- _Exercise_:
Scan the data below and copy each line where "compiler" occurs.

- _Study material_:

______

//! The lazy-BEGIN transaction state machine and its SQL assembly.
//!
//! Split out from [`crate::client`] the way `sqlx-core` keeps its
//! `begin_ansi_transaction_sql`/`commit_ansi_transaction_sql` helpers next to,
//! but separate from, the `TransactionManager` impl that calls them (see
//! `sqlx-core/src/postgres/transaction.rs`).

/// Where a checked-out [`Client`](crate::client::Client) sits in the
/// transaction state machine.
#[derive(Debug, Clone, Copy, PartialEq, Eq)]
pub(crate) enum TxState {
    /// Not in a transaction (`_txId == -1`).
    None,
    /// `begin()` has been called but no statement has run yet
    /// (`_txId >= 0`, `_txState == ""`). No SQL has been sent.
    Empty,
    /// At least one statement has run; the lazy `BEGIN;` has been emitted.
    Active,
    /// `commit()` was called and dispatched.
    Committing,
    /// `rollback()` was called and dispatched.
    RollingBack,
}

/// The lazy `BEGIN;` prefix prepended to the first real statement of a
/// transaction. Spending no round-trip until there is real work is the
/// entire point of this module.
pub(crate) const BEGIN_PREFIX: &str = "BEGIN;\n";

/// Builds the SQL sent for the first statement of a transaction.
pub(crate) fn begin_prefixed(sql: &str) -> String {
    format!("{BEGIN_PREFIX}{sql}")
}

/// Builds the SQL sent for a `commit`, given whether any statement has run
/// (`active`) and an optional trailing statement to run as part of the same
/// round-trip.
pub(crate) fn commit_sql(active: bool, trailing: Option<&str>) -> String {
    match (active, trailing) {
        (false, Some(q)) => format!("{BEGIN_PREFIX}{q}\nCOMMIT;"),
        (true, Some(q)) => format!("{q}\nCOMMIT;"),
        (true, None) => "COMMIT;".to_owned(),
        // (false, None) is the empty-commit case, handled by the caller
        // before any SQL is assembled (no round-trip is made).
        (false, None) => "COMMIT;".to_owned(),
    }
}

/// The SQL sent for a non-empty `rollback`.
pub(crate) const ROLLBACK_SQL: &str = "ROLLBACK;";

#[cfg(test)]
mod tests {
    use super::*;

    #[test]
    fn begin_prefix_is_prepended_verbatim() {
        assert_eq!(begin_prefixed("SELECT 1"), "BEGIN;\nSELECT 1");
    }

    #[test]
    fn commit_with_no_activity_and_trailing_statement_folds_begin_and_commit() {
        assert_eq!(
            commit_sql(false, Some("INSERT INTO t VALUES(1)")),
            "BEGIN;\nINSERT INTO t VALUES(1)\nCOMMIT;"
        );
    }

    #[test]
    fn commit_after_activity_with_trailing_statement_appends_commit() {
        assert_eq!(commit_sql(true, Some("UPDATE t SET x=1")), "UPDATE t SET x=1\nCOMMIT;");
    }

    #[test]
    fn bare_commit_after_activity() {
        assert_eq!(commit_sql(true, None), "COMMIT;");
    }
}
//! Configuration surface and normalization.
//!
//! A builder plus a `normalize()` step, mirroring the `Options`/`Builder`
//! split `sqlx-core/src/postgres/options.rs` and `sqlx-core/src/pool/options.rs`
//! use for connection and pool configuration respectively. Validation that
//! the distilled spec raises eagerly — the engine tag's syntax, unknown
//! symbolic OID names — happens here, in `normalize()`, never at query time.

use std::sync::Arc;

use crate::backend::{Backend, TypeFormat, TypeParser};
use crate::compiler::{Compiler, IdentityCompiler};
use crate::dialect::{self, ConnectionParams, Dialect};
use crate::error::{Error, Result};
use crate::logger::{default_logger, AppLogger};
use crate::postgres::oid;

const DEFAULT_MAX_CONNECTIONS: u32 = 20;
const DEFAULT_MAXIMUM_FAILURES: u32 = 20;

/// A symbolic or numeric OID, as accepted by [`Config::pg_type_parser`].
#[derive(Debug, Clone)]
pub enum Oid {
    Numeric(u32),
    Symbolic(String),
}

impl From<u32> for Oid {
    fn from(oid: u32) -> Self {
        Oid::Numeric(oid)
    }
}

impl From<&str> for Oid {
    fn from(name: &str) -> Self {
        Oid::Symbolic(name.to_owned())
    }
}

struct PgTypeParserSpec {
    oid: Oid,
    format: TypeFormat,
    parser: TypeParser,
}

/// Builder for the pool's configuration. Construct with [`Config::new`],
/// chain setters, then hand it to [`crate::pool::Driver::new`].
pub struct Config<B: Backend> {
    engine: String,
    backend: Option<Arc<B>>,
    compiler: Arc<dyn Compiler>,
    logger: Arc<dyn AppLogger>,
    params: ConnectionParams,
    min_connections: u32,
    max_connections: u32,
    maximum_failures: u32,
    debug_queries: bool,
    debug_results: bool,
    pg_type_parsers: Vec<PgTypeParserSpec>,
}

impl<B: Backend> Config<B> {
    /// `engine` is the dialect tag (e.g. `"pgsql"`), validated against
    /// `/[a-z_][a-z0-9_]*/` at [`normalize`](Self::normalize) time.
    pub fn new(engine: impl Into<String>) -> Self {
        Self {
            engine: engine.into(),
            backend: None,
            compiler: Arc::new(IdentityCompiler),
            logger: default_logger(),
            params: ConnectionParams::default(),
            min_connections: 0,
            max_connections: DEFAULT_MAX_CONNECTIONS,
            maximum_failures: DEFAULT_MAXIMUM_FAILURES,
            debug_queries: false,
            debug_results: false,
            pg_type_parsers: Vec::new(),
        }
    }

    /// The backend factory. There is no dynamically-loaded default here — a
    /// generic `B` has no single obvious instance in Rust, so it must be
    /// supplied explicitly (see `DESIGN.md`).
    pub fn backend(mut self, backend: B) -> Self {
        self.backend = Some(Arc::new(backend));
        self
    }

    /// Overrides the identity compiler with a custom one (the "xql" case:
    /// the caller constructs that compiler and hands it over directly —
    /// see `DESIGN.md` for why there is no stringly-typed `"xql"` key here).
    pub fn compiler(mut self, compiler: impl Compiler + 'static) -> Self {
        self.compiler = Arc::new(compiler);
        self
    }

    pub fn logger(mut self, logger: impl AppLogger + 'static) -> Self {
        self.logger = Arc::new(logger);
        self
    }

    pub fn host(mut self, host: impl Into<String>) -> Self {
        self.params.host = Some(host.into());
        self
    }

    pub fn port(mut self, port: u16) -> Self {
        self.params.port = Some(port);
        self
    }

    pub fn username(mut self, username: impl Into<String>) -> Self {
        self.params.username = Some(username.into());
        self
    }

    pub fn password(mut self, password: impl Into<String>) -> Self {
        self.params.password = Some(password.into());
        self
    }

    pub fn database(mut self, database: impl Into<String>) -> Self {
        self.params.database = Some(database.into());
        self
    }

    pub fn min_connections(mut self, min: u32) -> Self {
        self.min_connections = min;
        self
    }

    pub fn max_connections(mut self, max: u32) -> Self {
        self.max_connections = max;
        self
    }

    pub fn maximum_failures(mut self, max: u32) -> Self {
        self.maximum_failures = max;
        self
    }

    pub fn debug_queries(mut self, enabled: bool) -> Self {
        self.debug_queries = enabled;
        self
    }

    pub fn debug_results(mut self, enabled: bool) -> Self {
        self.debug_results = enabled;
        self
    }

    /// Registers a decoder for a PostgreSQL OID.
    /// `oid` may be numeric or a symbolic name (`"INT4"`, `"JSONB"`, ...); an
    /// unrecognized symbolic name fails at [`normalize`](Self::normalize),
    /// never at query time.
    pub fn pg_type_parser(mut self, oid: impl Into<Oid>, format: TypeFormat, parser: TypeParser) -> Self {
        self.pg_type_parsers.push(PgTypeParserSpec {
            oid: oid.into(),
            format,
            parser,
        });
        self
    }

    pub(crate) fn normalize(self) -> Result<Normalized<B>> {
        validate_engine_tag(&self.engine)?;

        let dialect: Arc<dyn Dialect> = Arc::from(dialect::resolve(&self.engine)?);

        let backend = self.backend.ok_or_else(|| {
            Error::Configuration("no backend factory was supplied (Config::backend)".into())
        })?;

        let type_parsers = self
            .pg_type_parsers
            .into_iter()
            .map(|spec| {
                let numeric_oid = match spec.oid {
                    Oid::Numeric(oid) => oid,
                    Oid::Symbolic(name) => oid::lookup(&name).ok_or_else(|| {
                        Error::Configuration(format!("unknown PostgreSQL type name '{name}'"))
                    })?,
                };
                Ok((numeric_oid, spec.format, spec.parser))
            })
            .collect::<Result<Vec<_>>>()?;

        let connection_url = dialect.connection_url(&self.params);

        Ok(Normalized {
            backend,
            dialect,
            connection_url,
            compiler: self.compiler,
            logger: self.logger,
            min_connections: self.min_connections,
            max_connections: self.max_connections,
            maximum_failures: self.maximum_failures,
            debug_queries: self.debug_queries,
            debug_results: self.debug_results,
            type_parsers,
        })
    }
}

/// `/[a-z_][a-z0-9_]*/`, hand-rolled rather than pulling in `regex` for one
/// anchor-to-anchor check over a short identifier.
fn validate_engine_tag(tag: &str) -> Result<()> {
    let mut chars = tag.chars();
    let valid = match chars.next() {
        Some(c) if c == '_' || c.is_ascii_lowercase() => {
            chars.all(|c| c == '_' || c.is_ascii_lowercase() || c.is_ascii_digit())
        }
        _ => false,
    };

    if valid {
        Ok(())
    } else {
        Err(Error::Configuration(format!(
            "invalid engine name '{tag}' (expected /[a-z_][a-z0-9_]*/)"
        )))
    }
}

/// The validated, defaulted configuration handed to the `Driver` actor.
pub(crate) struct Normalized<B: Backend> {
    pub(crate) backend: Arc<B>,
    pub(crate) dialect: Arc<dyn Dialect>,
    pub(crate) connection_url: String,
    pub(crate) compiler: Arc<dyn Compiler>,
    pub(crate) logger: Arc<dyn AppLogger>,
    pub(crate) min_connections: u32,
    pub(crate) max_connections: u32,
    pub(crate) maximum_failures: u32,
    pub(crate) debug_queries: bool,
    pub(crate) debug_results: bool,
    pub(crate) type_parsers: Vec<(u32, TypeFormat, TypeParser)>,
}

#[cfg(test)]
mod tests {
    use super::*;
    use crate::testing::MockBackend;

    #[test]
    fn rejects_invalid_engine_names() {
        assert!(validate_engine_tag("Pgsql").is_err());
        assert!(validate_engine_tag("1gsql").is_err());
        assert!(validate_engine_tag("pg-sql").is_err());
        assert!(validate_engine_tag("pgsql").is_ok());
        assert!(validate_engine_tag("_pgsql2").is_ok());
    }

    #[test]
    fn normalize_requires_a_backend() {
        let config: Config<MockBackend> = Config::new("pgsql");
        assert!(matches!(config.normalize(), Err(Error::Configuration(_))));
    }

    #[test]
    fn normalize_fails_on_unknown_engine() {
        let config = Config::new("nope").backend(MockBackend::new());
        assert!(matches!(config.normalize(), Err(Error::Configuration(_))));
    }

    #[test]
    fn normalize_resolves_symbolic_oids() {
        let config = Config::new("pgsql")
            .backend(MockBackend::new())
            .pg_type_parser("JSONB", TypeFormat::Text, Arc::new(|b: &[u8]| Box::new(b.to_vec()) as Box<dyn std::any::Any + Send>));
        let normalized = config.normalize().unwrap();
        assert_eq!(normalized.type_parsers[0].0, 3802);
    }

    #[test]
    fn normalize_rejects_unknown_symbolic_oid() {
        let config = Config::new("pgsql")
            .backend(MockBackend::new())
            .pg_type_parser("NOT_A_TYPE", TypeFormat::Text, Arc::new(|b: &[u8]| Box::new(b.to_vec()) as Box<dyn std::any::Any + Send>));
        assert!(matches!(config.normalize(), Err(Error::Configuration(_))));
    }

    #[test]
    fn defaults_match_the_documented_values() {
        let config = Config::new("pgsql").backend(MockBackend::new());
        let normalized = config.normalize().unwrap();
        assert_eq!(normalized.min_connections, 0);
        assert_eq!(normalized.max_connections, 20);
        assert_eq!(normalized.maximum_failures, 20);
    }
}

______

- _Solution below_:
use crate::compiler::{Compiler, IdentityCompiler};
    compiler: Arc<dyn Compiler>,
            compiler: Arc::new(IdentityCompiler),
    /// Overrides the identity compiler with a custom one (the "xql" case:
    /// the caller constructs that compiler and hands it over directly —
    pub fn compiler(mut self, compiler: impl Compiler + 'static) -> Self {
        self.compiler = Arc::new(compiler);
            compiler: self.compiler,
    pub(crate) compiler: Arc<dyn Compiler>,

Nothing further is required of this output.